Die Hamburger Stiftung für politisch Verfolgte hat Pérez 2012 nach Deutschland eingeladen, seit 1. Juli ist die Journalistin Stipendiatin des deutschen PEN-Programms „Writers in Exile“, das Exil-Autorinnen und Autoren mit Geld, Schutz und Wohnungen in vier deutschen Städten unterstützt.
Pérez sprach in Schwäbisch Hall mit dem ehemaligen Korrespondenten der SZ, Volker Skierka und der Schriftstellerin Gabriela Jaskulla, über ihren Berufsalltag, in dem die „falschen“ Wörter tödlich sind. Pérez verließ das Haus nur noch mit vier Bodyguards, ihre Mutter wurde bedroht, kein Verlag im Land wagte es, ihre Bücher zu drucken aus Angst vor tödlichen Repressalien. Pérez‘ Bücher Camisas Azules, Manos Negras (Blaue Hemden, schwarze Hände, Random House) und El Cártel Negro erschienen bei Random House.

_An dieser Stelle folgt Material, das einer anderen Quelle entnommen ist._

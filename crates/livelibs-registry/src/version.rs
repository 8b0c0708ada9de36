//! Version tokens and library references.
//!
//! Versions are opaque: they are compared for exact equality only. A version
//! that happens to be valid semver can be ranked by precedence when the
//! registry is configured for [`VersionResolution::HighestSemver`].
//!
//! References use the harness syntax:
//! - `foo` → latest applicable version of `foo`
//! - `foo@0.1.2` → exactly version `0.1.2`
//!
//! [`VersionResolution::HighestSemver`]: crate::config::VersionResolution::HighestSemver

use std::borrow::Borrow;

use serde::Serialize;

use crate::error::{RegistryError, RegistryResult};
use crate::name::LibraryName;

/// An opaque version token.
#[derive(Debug, Clone, PartialEq, Eq, PartialOrd, Ord, Hash, Serialize)]
#[serde(transparent)]
pub struct Version(String);

impl Version {
    /// Parse a version token. Only emptiness is rejected.
    pub fn parse(version: &str) -> RegistryResult<Self> {
        if version.trim().is_empty() {
            return Err(RegistryError::invalid_input(
                "version",
                "version cannot be empty",
            ));
        }
        Ok(Self(version.to_string()))
    }

    pub fn as_str(&self) -> &str {
        &self.0
    }

    /// The token as semver, if it parses as such.
    pub fn semver(&self) -> Option<semver::Version> {
        semver::Version::parse(&self.0).ok()
    }
}

impl std::fmt::Display for Version {
    fn fmt(&self, f: &mut std::fmt::Formatter<'_>) -> std::fmt::Result {
        f.write_str(&self.0)
    }
}

impl std::str::FromStr for Version {
    type Err = RegistryError;

    fn from_str(s: &str) -> Result<Self, Self::Err> {
        Self::parse(s)
    }
}

impl Borrow<str> for Version {
    fn borrow(&self) -> &str {
        &self.0
    }
}

/// A parsed `name[@version]` reference.
#[derive(Debug, Clone, PartialEq, Eq)]
pub struct LibraryRef {
    pub name: LibraryName,
    pub version: Option<Version>,
}

impl LibraryRef {
    /// Parse a library reference.
    ///
    /// ```
    /// use livelibs_registry::LibraryRef;
    ///
    /// let latest = LibraryRef::parse("foo").unwrap();
    /// assert!(latest.version.is_none());
    ///
    /// let pinned = LibraryRef::parse("foo@0.1.2").unwrap();
    /// assert_eq!(pinned.version.unwrap().as_str(), "0.1.2");
    ///
    /// assert!(LibraryRef::parse("foo@").is_err());
    /// ```
    pub fn parse(reference: &str) -> RegistryResult<Self> {
        let reference = reference.trim();

        if reference.is_empty() {
            return Err(RegistryError::InvalidReference {
                reference: reference.to_string(),
                reason: "empty reference".to_string(),
            });
        }

        let (name, version) = match reference.split_once('@') {
            Some((name, version)) => {
                if version.is_empty() {
                    return Err(RegistryError::InvalidReference {
                        reference: reference.to_string(),
                        reason: "version is required after '@'".to_string(),
                    });
                }
                (name, Some(Version::parse(version)?))
            }
            None => (reference, None),
        };

        Ok(Self {
            name: LibraryName::parse(name)?,
            version,
        })
    }
}

impl std::fmt::Display for LibraryRef {
    fn fmt(&self, f: &mut std::fmt::Formatter<'_>) -> std::fmt::Result {
        match &self.version {
            Some(version) => write!(f, "{}@{}", self.name, version),
            None => write!(f, "{}", self.name),
        }
    }
}

impl std::str::FromStr for LibraryRef {
    type Err = RegistryError;

    fn from_str(s: &str) -> Result<Self, Self::Err> {
        Self::parse(s)
    }
}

„Mexiko ist das zurzeit gefährlichste Land für Autorinnen und Autoren“, sagte sie; der Staat habe keine Kontrolle mehr, die Drogenmafia das Land übernommen.

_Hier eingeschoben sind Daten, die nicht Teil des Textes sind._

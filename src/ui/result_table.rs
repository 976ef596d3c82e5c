use crate::columns::{
    ColumnDescriptor, ColumnDescriptorBuilder, ColumnFormattingState, ColumnInputs,
    ColumnOverride, DisplayMode, DisplayTokens,
};
use crate::config::Config;
use crate::data::data_exporter::DataExporter;
use crate::data::datatable::{DataRow, GenericDataType};
use crate::preferences::ColumnDisplayPreferenceStore;
use crate::search_filter::RowFilter;
use crate::services::{
    ClipboardSink, DatabaseDateTimeFormatter, MarkupRenderer, TerminalMarkupRenderer,
    TimeFormatter, Translator,
};
use crate::ui::header_events::{dispatch_header_click, HeaderAction, HeaderClick};
use crate::widgets::column_formatting_popover::ColumnFormattingPopover;
use anyhow::Result;
use std::sync::Arc;
use tracing::{debug, info};

#[derive(Debug, Clone, PartialEq, Eq)]
pub struct SortState {
    pub column_id: String,
    pub accessor: String,
    pub ascending: bool,
}

/// The table's data surface: descriptors for the columns plus the rows left
/// after filtering (and optional client-side sort).
pub struct ResultTable {
    inputs: ColumnInputs,
    rows: Arc<Vec<DataRow>>,
    builder: ColumnDescriptorBuilder,
    formatting: ColumnFormattingState,
    popover: ColumnFormattingPopover,
    filter: RowFilter,
    filter_text: String,
    sort: Option<SortState>,
    /// Filtered + sorted row indices; None when stale
    visible: Option<Vec<usize>>,
}

impl ResultTable {
    pub fn new(
        tokens: DisplayTokens,
        allow_html: bool,
        store: Arc<dyn ColumnDisplayPreferenceStore>,
        translator: &dyn Translator,
    ) -> Self {
        Self::with_services(
            tokens,
            allow_html,
            store,
            translator,
            Arc::new(DatabaseDateTimeFormatter::new()),
            Arc::new(TerminalMarkupRenderer::new()),
        )
    }

    pub fn with_services(
        tokens: DisplayTokens,
        allow_html: bool,
        store: Arc<dyn ColumnDisplayPreferenceStore>,
        translator: &dyn Translator,
        time_formatter: Arc<dyn TimeFormatter>,
        markup: Arc<dyn MarkupRenderer>,
    ) -> Self {
        // Null cells and the filter share one translated token
        let tokens = DisplayTokens {
            null_token: translator.t(&tokens.null_token),
            ..tokens
        };
        let filter = RowFilter::new(tokens.null_token.clone());
        Self {
            inputs: ColumnInputs {
                allow_html,
                ..ColumnInputs::default()
            },
            rows: Arc::new(Vec::new()),
            builder: ColumnDescriptorBuilder::new(tokens, time_formatter, markup),
            formatting: ColumnFormattingState::new(store),
            popover: ColumnFormattingPopover::new(),
            filter,
            filter_text: String::new(),
            sort: None,
            visible: None,
        }
    }

    pub fn from_config(
        config: &Config,
        store: Arc<dyn ColumnDisplayPreferenceStore>,
        translator: &dyn Translator,
    ) -> Self {
        Self::new(
            config.display.tokens(),
            config.display.allow_html,
            store,
            translator,
        )
    }

    /// Replace columns, their types and the rows
    pub fn set_data(
        &mut self,
        columns: Vec<String>,
        column_types: Vec<GenericDataType>,
        rows: Vec<DataRow>,
    ) {
        info!(target: "table", "Loaded {} rows x {} columns", rows.len(), columns.len());
        self.inputs.columns = columns;
        self.inputs.column_types = column_types;
        self.rows = Arc::new(rows);
        self.sort = None;
        self.visible = None;
    }

    pub fn set_data_source(&mut self, data_source: Option<String>) {
        self.inputs.data_source = data_source.clone();
        self.formatting.set_data_source(data_source);
        self.popover.close();
    }

    pub fn set_visible(&mut self, visible: bool) {
        self.inputs.visible = visible;
        self.formatting.set_visible(visible);
        if !visible {
            self.popover.close();
        }
    }

    pub fn set_allow_html(&mut self, allow_html: bool) {
        self.inputs.allow_html = allow_html;
    }

    pub fn set_override(&mut self, column: impl Into<String>, column_override: ColumnOverride) {
        self.builder.set_override(column, column_override);
    }

    pub fn rows(&self) -> &Arc<Vec<DataRow>> {
        &self.rows
    }

    pub fn column_names(&self) -> &[String] {
        &self.inputs.columns
    }

    pub fn formatting(&self) -> &ColumnFormattingState {
        &self.formatting
    }

    pub fn popover(&self) -> &ColumnFormattingPopover {
        &self.popover
    }

    pub fn popover_mut(&mut self) -> &mut ColumnFormattingPopover {
        &mut self.popover
    }

    pub fn descriptor_recompute_count(&self) -> usize {
        self.builder.recompute_count()
    }

    /// Column descriptors for the grid (memoized)
    pub fn columns(&mut self) -> &[ColumnDescriptor] {
        self.builder.build(&self.inputs, &self.rows, &self.formatting)
    }

    pub fn filter_text(&self) -> &str {
        &self.filter_text
    }

    pub fn set_filter_text(&mut self, text: &str) {
        if self.filter_text != text {
            debug!(target: "table", "Filter text: '{}'", text);
            self.filter_text = text.to_string();
            self.visible = None;
        }
    }

    pub fn sort_state(&self) -> Option<&SortState> {
        self.sort.as_ref()
    }

    /// Sort by a column id; repeating the same column flips the direction
    pub fn sort_by(&mut self, column_id: &str) {
        let accessor = match self.columns().iter().find(|d| d.id == column_id) {
            Some(descriptor) => descriptor.accessor.clone(),
            None => return,
        };
        let ascending = match &self.sort {
            Some(sort) if sort.column_id == column_id => !sort.ascending,
            _ => true,
        };
        self.sort = Some(SortState {
            column_id: column_id.to_string(),
            accessor,
            ascending,
        });
        self.visible = None;
    }

    /// Indices into `rows()` of the rows currently shown, in display order
    pub fn visible_indices(&mut self) -> &[usize] {
        if self.visible.is_none() {
            let mut indices = self.filter.matching_indices(&self.rows, &self.filter_text);
            if let Some(sort) = &self.sort {
                let rows = &self.rows;
                indices.sort_by(|a, b| {
                    let ord = match (rows[*a].get(&sort.accessor), rows[*b].get(&sort.accessor)) {
                        (Some(x), Some(y)) => x.compare(y),
                        (None, Some(_)) => std::cmp::Ordering::Less,
                        (Some(_), None) => std::cmp::Ordering::Greater,
                        (None, None) => std::cmp::Ordering::Equal,
                    };
                    if sort.ascending {
                        ord
                    } else {
                        ord.reverse()
                    }
                });
            }
            self.visible = Some(indices);
        }
        self.visible.as_deref().unwrap_or(&[])
    }

    /// The filtered (and sorted) rows handed to the grid
    pub fn filtered_rows(&mut self) -> Vec<&DataRow> {
        self.visible_indices();
        let rows = &self.rows;
        self.visible
            .as_deref()
            .unwrap_or(&[])
            .iter()
            .filter_map(|idx| rows.get(*idx))
            .collect()
    }

    /// TSV payload of the visible rows in column order
    pub fn copy_payload(&mut self) -> String {
        let columns: Vec<String> = self.columns().iter().map(|d| d.accessor.clone()).collect();
        DataExporter::generate_tsv_text(self.filtered_rows(), &columns)
    }

    /// Copy the visible rows; returns how many were copied
    pub fn copy_to(&mut self, sink: &mut dyn ClipboardSink) -> Result<usize> {
        let payload = self.copy_payload();
        let count = self.visible_indices().len();
        sink.copy(&payload)?;
        info!(target: "table", "Copied {} rows to clipboard", count);
        Ok(count)
    }

    /// Route a header click; sort requests are applied here
    pub fn click_header(&mut self, click: HeaderClick) -> Vec<HeaderAction> {
        let descriptors = self
            .builder
            .build(&self.inputs, &self.rows, &self.formatting);
        let actions =
            dispatch_header_click(click, descriptors, &mut self.popover, &mut self.formatting);

        for action in &actions {
            if let HeaderAction::Sort(column_id) = action {
                self.sort_by(column_id);
            }
        }
        actions
    }

    /// Open the formatting overlay for the column at `index`, if it has one
    pub fn open_formatting(&mut self, index: usize) -> bool {
        let column = match self.columns().get(index) {
            Some(descriptor) if descriptor.is_temporal_toggle() => descriptor.accessor.clone(),
            _ => return false,
        };
        let mode = self.formatting.mode_of(&column);
        self.popover.open(column, index, mode);
        true
    }

    /// Apply a display mode choice for a temporal column
    pub fn select_mode(&mut self, column: &str, mode: DisplayMode) -> bool {
        self.formatting.select(column, mode)
    }
}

„Es sind weltweit über 800 Schriftsteller inhaftiert, aber kein Dutzend Unternehmer oder Politiker“ ergänzte der Präsident des Internationalen PEN, der Kanadier John Ralston Saul bei seiner Rede vor den Mitgliedern. Die Macht der Worte kann auch tödlich sein – für jene, die sie schreiben.
„Ich danke dem PEN-Zentrum Deutschland, dass ich hier leben darf, ohne Angst vor Gefängnis, Folter oder Tod“
Der chinesische Blogger, Menschenrechtsaktivist und Exilschriftsteller Liu Dejun bedankte sich für diesen Einsatz mit einer bewegenden Rede. „Ich danke dem PEN-Zentrum Deutschland, dass ich hier leben darf, ohne Angst vor Gefängnis, Folter oder Tod“, sagte der 37-Jährige. Der Menschenrechtsaktivist Liu wurde 2010 von der Polizei entführt, misshandelt und ausgesetzt. Der Künstler des Widerstands, Ai Weiwei verarbeitete dies in einem Dokumentarfilm.
Für die einen tödlich. Für die anderen nur ein paar Cents wert
Die aktuell sieben Stipendiaten des Writers in Exile-Programmes des PEN Deutschland berichteten in eindringlichen Worten von der unzumutbaren, gewalttätigen, bestürzenden und antidemokratischen Situation für Schreibende in ihren Herkunftsländern, wie Mexiko, China, Aserbaidschan, Tunesien oder Vietnam.
Am 16. Mai 2014 gab Roger Willemsen einen Impuls-Vortrag zum Thema : „Von der Vielfalt zur Einfalt? – Über Veränderungen in der Medienlandschaft“:
„Der Inhalt macht die Relevanz, nicht der Preis. Der Wert der Reportagen, der Sendungen, der Bücher ist das, was sie mit der Gesellschaft, mit dem Denken, der Kommunikation zwischen Menschen, dem Fühlen und Handeln tun und auslösen“ – ein Satz, der in der Debatte um „Kulturflatrates“ oder „unbegrenzte Privatkopien“ mehr denn je den Zynismus aufdeckt, mit dem Wörter, für die einen tödlich, für die anderen nicht mal ein paar Cents wert sind.
20. Mai 2014 um 21:44
Als ich vor einigen Jahre Mexiko bereist habe, konnte ich als Touristin durch die Militär-Präsenz und -Aktivität eine Idee davon bekommen, wie es sich in diesem Land lebt. Es ist gut, dass Autorinnen wie Pérez wenigstens im Ausland ein Bühne erhalten!